## Supplied material

┌────────

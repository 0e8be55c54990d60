//! Device channel state: the channel id assigned by the push provider and the
//! device-level tags edited by the built-in tag actions.

use std::collections::BTreeSet;
use std::sync::{Arc, Mutex, PoisonError};

use tracing::{debug, info};

use crate::error::Result;
use crate::store::KeyValueStore;

pub const CHANNEL_ID_KEY: &str = "channel.id";
pub const CHANNEL_TAGS_KEY: &str = "channel.tags";

#[derive(Clone)]
pub struct Channel {
    store: Arc<dyn KeyValueStore>,
    tags_lock: Arc<Mutex<()>>,
}

impl Channel {
    pub fn new(store: Arc<dyn KeyValueStore>) -> Self {
        Self {
            store,
            tags_lock: Arc::new(Mutex::new(())),
        }
    }

    pub fn id(&self) -> Result<Option<String>> {
        self.store.get(CHANNEL_ID_KEY)
    }

    /// Record the channel id, or forget it when `id` is `None` or blank.
    pub fn set_id(&self, id: Option<&str>) -> Result<()> {
        match id.map(str::trim).filter(|id| !id.is_empty()) {
            Some(id) => {
                info!(channel_id = %id, "channel id set");
                self.store.put(CHANNEL_ID_KEY, id)
            }
            None => {
                info!("channel id cleared");
                self.store.remove(CHANNEL_ID_KEY)
            }
        }
    }

    pub fn tags(&self) -> Result<BTreeSet<String>> {
        let _guard = self.tags_lock.lock().unwrap_or_else(PoisonError::into_inner);
        self.read_tags()
    }

    /// Add `tags` to the device tag set and return the updated set.
    pub fn add_tags<'t>(&self, tags: impl IntoIterator<Item = &'t str>) -> Result<BTreeSet<String>> {
        self.edit_tags(|set| {
            for tag in tags.into_iter().map(str::trim).filter(|t| !t.is_empty()) {
                set.insert(tag.to_string());
            }
        })
    }

    /// Remove `tags` from the device tag set and return the updated set.
    pub fn remove_tags<'t>(
        &self,
        tags: impl IntoIterator<Item = &'t str>,
    ) -> Result<BTreeSet<String>> {
        self.edit_tags(|set| {
            for tag in tags.into_iter().map(str::trim) {
                set.remove(tag);
            }
        })
    }

    fn edit_tags(&self, edit: impl FnOnce(&mut BTreeSet<String>)) -> Result<BTreeSet<String>> {
        let _guard = self.tags_lock.lock().unwrap_or_else(PoisonError::into_inner);
        let mut set = self.read_tags()?;
        edit(&mut set);
        if set.is_empty() {
            self.store.remove(CHANNEL_TAGS_KEY)?;
        } else {
            self.store
                .put(CHANNEL_TAGS_KEY, &serde_json::to_string(&set)?)?;
        }
        debug!(tags = set.len(), "channel tags updated");
        Ok(set)
    }

    fn read_tags(&self) -> Result<BTreeSet<String>> {
        match self.store.get(CHANNEL_TAGS_KEY)? {
            Some(raw) => Ok(serde_json::from_str(&raw)?),
            None => Ok(BTreeSet::new()),
        }
    }
}

#[cfg(test)]
mod tests {
    use super::*;
    use crate::store::MemoryStore;

    #[test]
    fn id_round_trips_and_blank_clears() {
        let channel = Channel::new(Arc::new(MemoryStore::new()));
        assert_eq!(channel.id().unwrap(), None);

        channel.set_id(Some(" abc-123 ")).unwrap();
        assert_eq!(channel.id().unwrap().as_deref(), Some("abc-123"));

        channel.set_id(Some("   ")).unwrap();
        assert_eq!(channel.id().unwrap(), None);
    }

    #[test]
    fn tags_are_a_set() {
        let store = Arc::new(MemoryStore::new());
        let channel = Channel::new(store.clone());

        channel.add_tags(["vip", "beta", "vip", " "]).unwrap();
        let tags = channel.remove_tags(["beta", "missing"]).unwrap();
        assert_eq!(tags.into_iter().collect::<Vec<_>>(), ["vip"]);

        channel.remove_tags(["vip"]).unwrap();
        assert!(channel.tags().unwrap().is_empty());
        assert_eq!(store.get(CHANNEL_TAGS_KEY).unwrap(), None);
    }
}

└────────

## The task
Exact copies are needed of the line with "use super::*;" and each line after it through the end of the material above.

## Solution for this exercise
    use super::*;
    use crate::store::MemoryStore;

    #[test]
    fn id_round_trips_and_blank_clears() {
        let channel = Channel::new(Arc::new(MemoryStore::new()));
        assert_eq!(channel.id().unwrap(), None);

        channel.set_id(Some(" abc-123 ")).unwrap();
        assert_eq!(channel.id().unwrap().as_deref(), Some("abc-123"));

        channel.set_id(Some("   ")).unwrap();
        assert_eq!(channel.id().unwrap(), None);
    }

    #[test]
    fn tags_are_a_set() {
        let store = Arc::new(MemoryStore::new());
        let channel = Channel::new(store.clone());

        channel.add_tags(["vip", "beta", "vip", " "]).unwrap();
        let tags = channel.remove_tags(["beta", "missing"]).unwrap();
        assert_eq!(tags.into_iter().collect::<Vec<_>>(), ["vip"]);

        channel.remove_tags(["vip"]).unwrap();
        assert!(channel.tags().unwrap().is_empty());
        assert_eq!(store.get(CHANNEL_TAGS_KEY).unwrap(), None);
    }
}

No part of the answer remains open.